The arrest of twelve persons on charges of serving liquor to minors at house parties following which a seventeen-year-old girl died in an automobile crash recently shocked the suburban community of Darien, Connecticut. According to a New York Times report, Circuit Court Judge Rodney S. Eielson, who initiated the arrests, said: “The guilt of needless loss of life is in every living room in this community and in the conscience of every parent who knew his or her child was going to be served liquor or who served liquor to a minor on that night.… I wish I had the power to get every parent who is guilty.”

Judge Eielson ordered warrants issued for adults who had anything to do with serving liquor to minors at the parties attended by the eighteen-year-old youth on trial for reckless driving and negligent homicide.
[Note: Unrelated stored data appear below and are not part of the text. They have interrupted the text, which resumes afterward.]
//! Property tests for needs, pathfinding and interaction invariants

use proptest::prelude::*;

use tile_agents::core::config::{InteractionConfig, NeedsConfig};
use tile_agents::core::types::GridCoord;
use tile_agents::ecs::world::World;
use tile_agents::entity::components::Position;
use tile_agents::entity::needs::{NeedKind, Needs};
use tile_agents::pathfinding::{Heuristic, Pathfinder};
use tile_agents::simulation::interaction::ContactTracker;
use tile_agents::spatial::nav::{NavGrid, NavWorld};

fn needs_strategy() -> impl Strategy<Value = Needs> {
    (0.0f32..=100.0, 0.0f32..=100.0, 0.0f32..=100.0, 20.0f32..=100.0, 0.0f32..=100.0).prop_map(
        |(hunger, energy, social, safety, curiosity)| Needs {
            hunger,
            energy,
            social,
            safety,
            curiosity,
        },
    )
}

fn grid_strategy() -> impl Strategy<Value = (i32, i32, Vec<bool>)> {
    (2i32..12, 2i32..12).prop_flat_map(|(cols, rows)| {
        let cells = (cols * rows) as usize;
        (Just(cols), Just(rows), prop::collection::vec(prop::bool::weighted(0.75), cells))
    })
}

proptest! {
    #[test]
    fn needs_stay_in_bounds(mut needs in needs_strategy(), dts in prop::collection::vec(0.0f32..5000.0, 1..20)) {
        let config = NeedsConfig::default();
        for dt in dts {
            needs.drift(dt, &config);
            needs.terrain_decay(dt, None, &config);
            for kind in NeedKind::ALL {
                let v = needs.get(kind);
                prop_assert!(v >= config.floors.get(kind) && v <= config.ceiling, "{:?} = {}", kind, v);
            }
        }
    }

    #[test]
    fn paths_are_walkable_and_connected(
        (cols, rows, cells) in grid_strategy(),
        sx in 0i32..12, sy in 0i32..12, gx in 0i32..12, gy in 0i32..12,
    ) {
        let nav = NavWorld::from_arrays(cols, rows, 16.0, cells, None).unwrap();
        let start = GridCoord::new(sx % cols, sy % rows);
        let goal = GridCoord::new(gx % cols, gy % rows);

        let path = Pathfinder::new(&nav).find_path(start, goal);

        if !path.is_empty() {
            prop_assert_eq!(path[0], start);
            prop_assert_eq!(*path.last().unwrap(), goal);
            for c in &path {
                prop_assert!(nav.is_walkable(c.x, c.y));
            }
            for pair in path.windows(2) {
                prop_assert_eq!(pair[0].chebyshev(&pair[1]), 1);
            }
        }
    }

    #[test]
    fn chebyshev_paths_are_never_longer(
        (cols, rows, cells) in grid_strategy(),
        sx in 0i32..12, sy in 0i32..12, gx in 0i32..12, gy in 0i32..12,
    ) {
        let nav = NavWorld::from_arrays(cols, rows, 16.0, cells, None).unwrap();
        let start = GridCoord::new(sx % cols, sy % rows);
        let goal = GridCoord::new(gx % cols, gy % rows);

        let manhattan = Pathfinder::new(&nav).find_path(start, goal);
        let chebyshev = Pathfinder::new(&nav).heuristic(Heuristic::Chebyshev).find_path(start, goal);

        prop_assert_eq!(manhattan.is_empty(), chebyshev.is_empty());
        prop_assert!(chebyshev.len() <= manhattan.len());
    }

    #[test]
    fn social_never_exceeds_ceiling(start in 0.0f32..=100.0, ticks in 1usize..60, dt in 1.0f32..500.0) {
        let mut world = World::new();
        let a = world.create_entity();
        let b = world.create_entity();
        for e in [a, b] {
            world.add_component(e, Position::new(40.0, 40.0));
            world.add_component(e, Needs { social: start, ..Needs::default() });
        }
        let mut tracker = ContactTracker::new();
        let (interaction, needs_config) = (InteractionConfig::default(), NeedsConfig::default());

        let mut previous = start;
        for tick in 0..ticks as u64 {
            let mut events = Vec::new();
            tracker.update(&mut world, dt, &interaction, &needs_config, tick, &mut events);
            let social = world.get::<Needs>(a).unwrap().social;
            prop_assert!(social >= previous);
            prop_assert!(social <= 100.0);
            previous = social;
        }
    }
}
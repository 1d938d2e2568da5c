//! Core type definitions used throughout the codebase

use serde::{Deserialize, Serialize};
use std::fmt;

/// Opaque entity identifier
///
/// Issued by [`World::create_entity`](crate::ecs::world::World::create_entity)
/// from a monotonic counter and never reused.
#[derive(Debug, Clone, Copy, PartialEq, Eq, Hash, PartialOrd, Ord, Serialize, Deserialize)]
pub struct EntityId(pub u32);

impl fmt::Display for EntityId {
    fn fmt(&self, f: &mut fmt::Formatter<'_>) -> fmt::Result {
        write!(f, "#{}", self.0)
    }
}

/// Simulation tick counter (one per `Simulation::update` call)
pub type Tick = u64;

/// 2D position or direction in world units
#[derive(Debug, Clone, Copy, Default, PartialEq, Serialize, Deserialize)]
pub struct Vec2 {
    pub x: f32,
    pub y: f32,
}

impl Vec2 {
    pub const ZERO: Self = Self { x: 0.0, y: 0.0 };

    pub fn new(x: f32, y: f32) -> Self {
        Self { x, y }
    }

    pub fn distance(&self, other: &Self) -> f32 {
        let dx = self.x - other.x;
        let dy = self.y - other.y;
        (dx * dx + dy * dy).sqrt()
    }

    pub fn length(&self) -> f32 {
        (self.x * self.x + self.y * self.y).sqrt()
    }

    pub fn normalize(&self) -> Self {
        let len = self.length();
        if len > 0.0001 {
            Self { x: self.x / len, y: self.y / len }
        } else {
            Self::default()
        }
    }
}

impl std::ops::Add for Vec2 {
    type Output = Self;
    fn add(self, rhs: Self) -> Self {
        Self { x: self.x + rhs.x, y: self.y + rhs.y }
    }
}

impl std::ops::Sub for Vec2 {
    type Output = Self;
    fn sub(self, rhs: Self) -> Self {
        Self { x: self.x - rhs.x, y: self.y - rhs.y }
    }
}

impl std::ops::Mul<f32> for Vec2 {
    type Output = Self;
    fn mul(self, rhs: f32) -> Self {
        Self { x: self.x * rhs, y: self.y * rhs }
    }
}

/// Integer tile coordinate
///
/// Signed so that neighbour generation and ring searches can step past
/// the grid edge; out-of-bounds coordinates are simply not walkable.
#[derive(Debug, Clone, Copy, PartialEq, Eq, Hash, Default, Serialize, Deserialize)]
pub struct GridCoord {
    pub x: i32,
    pub y: i32,
}

impl GridCoord {
    pub const fn new(x: i32, y: i32) -> Self {
        Self { x, y }
    }

    pub fn offset(&self, dx: i32, dy: i32) -> Self {
        Self { x: self.x + dx, y: self.y + dy }
    }

    pub fn manhattan(&self, other: &Self) -> i32 {
        (self.x - other.x).abs() + (self.y - other.y).abs()
    }

    pub fn chebyshev(&self, other: &Self) -> i32 {
        (self.x - other.x).abs().max((self.y - other.y).abs())
    }
}

impl From<(i32, i32)> for GridCoord {
    fn from((x, y): (i32, i32)) -> Self {
        Self { x, y }
    }
}
//! Tile Agents - tick-driven agent simulation on a tile grid
//!
//! Agents carry needs, pick goals through utility scoring and walk to
//! their destinations along A* paths. The host calls
//! [`Simulation::update`](simulation::tick::Simulation::update) once per frame.

pub mod core;
pub mod ecs;
pub mod entity;
pub mod pathfinding;
pub mod planner;
pub mod simulation;
pub mod spatial;

pub use crate::core::config::SimulationConfig;
pub use crate::core::error::{Result, SimError};
pub use crate::core::types::{EntityId, GridCoord, Vec2};
pub use crate::ecs::world::World;
pub use crate::simulation::tick::{SimEvent, Simulation};
pub use crate::spatial::nav::{NavGrid, NavWorld, TerrainGrid};
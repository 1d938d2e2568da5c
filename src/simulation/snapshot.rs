//! Read-only agent state for presentation layers

use serde::Serialize;
use std::collections::BTreeMap;

use crate::core::types::{EntityId, GridCoord, Vec2};
use crate::ecs::world::World;
use crate::entity::components::{Brain, Position};
use crate::entity::needs::{NeedKind, Needs};
use crate::planner::{Action, Goal};

/// One agent as a renderer or log sees it
#[derive(Debug, Clone, PartialEq, Serialize)]
pub struct AgentSnapshot {
    pub id: EntityId,
    pub x: f32,
    pub y: f32,
    pub tile: GridCoord,
    pub goal: Goal,
    pub action: Action,
    pub target: Option<Vec2>,
    pub needs: Option<Needs>,
}

/// Snapshot every agent that has a position and a brain
pub fn capture(world: &World, tile_size: f32) -> Vec<AgentSnapshot> {
    world
        .join::<Position, Brain>()
        .map(|(id, pos, brain)| AgentSnapshot {
            id,
            x: pos.x,
            y: pos.y,
            tile: pos.tile(tile_size),
            goal: brain.goal,
            action: brain.action,
            target: brain.target,
            needs: world.get::<Needs>(id).copied(),
        })
        .collect()
}

/// Population-level summary of a set of snapshots
#[derive(Debug, Clone, Default, PartialEq, Serialize)]
pub struct PopulationSummary {
    pub agents: usize,
    /// Agents per goal, keyed by goal name
    pub goals: BTreeMap<&'static str, usize>,
    pub mean_needs: Option<Needs>,
}

impl PopulationSummary {
    pub fn from_snapshots(snapshots: &[AgentSnapshot]) -> Self {
        let mut goals = BTreeMap::new();
        for s in snapshots {
            *goals.entry(s.goal.name()).or_insert(0) += 1;
        }

        let with_needs: Vec<&Needs> = snapshots.iter().filter_map(|s| s.needs.as_ref()).collect();
        let mean_needs = with_needs.first().map(|first| {
            let n = with_needs.len() as f32;
            let mut mean = **first;
            for kind in NeedKind::ALL {
                let total: f32 = with_needs.iter().map(|needs| needs.get(kind)).sum();
                *mean.get_mut(kind) = total / n;
            }
            mean
        });

        Self {
            agents: snapshots.len(),
            goals,
            mean_needs,
        }
    }
}

#[cfg(test)]
mod tests {
    use super::*;

    #[test]
    fn test_capture_skips_brainless_entities() {
        let mut world = World::new();
        let a = world.create_entity();
        world.add_component(a, Position::new(20.0, 4.0));
        world.add_component(a, Brain::default());
        let b = world.create_entity();
        world.add_component(b, Position::new(1.0, 1.0));

        let snaps = capture(&world, 16.0);

        assert_eq!(snaps.len(), 1);
        assert_eq!(snaps[0].id, a);
        assert_eq!(snaps[0].tile, GridCoord::new(1, 0));
        assert!(snaps[0].needs.is_none());
    }

    #[test]
    fn test_summary_counts_goals_and_averages_needs() {
        let mut world = World::new();
        for (goal, hunger) in [(Goal::Eat, 80.0), (Goal::Eat, 60.0), (Goal::Rest, 40.0)] {
            let e = world.create_entity();
            world.add_component(e, Position::default());
            world.add_component(
                e,
                Brain {
                    goal,
                    ..Brain::default()
                },
            );
            world.add_component(
                e,
                Needs {
                    hunger,
                    ..Needs::default()
                },
            );
        }

        let summary = PopulationSummary::from_snapshots(&capture(&world, 16.0));

        assert_eq!(summary.agents, 3);
        assert_eq!(summary.goals.get("Eat"), Some(&2));
        assert_eq!(summary.goals.get("Rest"), Some(&1));
        assert!((summary.mean_needs.unwrap().hunger - 60.0).abs() < 1e-4);
    }

    #[test]
    fn test_snapshot_serializes() {
        let mut world = World::new();
        let e = world.create_entity();
        world.add_component(e, Position::new(8.0, 8.0));
        world.add_component(e, Brain::default());

        let json = serde_json::to_string(&capture(&world, 16.0)).unwrap();

        assert!(json.contains("\"goal\":\"Idle\""));
    }
}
Fourteen warrants were issued and twelve arrests made on charges of violating a Connecticut statute that prohibits the serving of liquor to minors by persons other than their parents. (Two participants were out of the state.) Among the twelve appearing at the Darien police station were prominent business and professional men. The parties were held at the home of a psychiatrist and of a vice-president of a leading corporation. One of those arrested was a public-school science teacher who had tended bar. The judge said that a medical report showed that the youth on trial had consumed twelve scotches and water.

Judge Eielson deserves nation-wide commendation for his stern realism in facing a scandalous situation by no means confined to Darien. Actually the kind of parental irresponsibility against which he has taken action may be found in hundreds of similar suburban communities. A sore point in American society is delinquency among children of the highly privileged, as shown by FBI reports of marked increase in suburban crime. Surely the judge pointed to one of the main causes—a parental attitude that subscribes to a permissiveness derived from the idea that morals are fluid.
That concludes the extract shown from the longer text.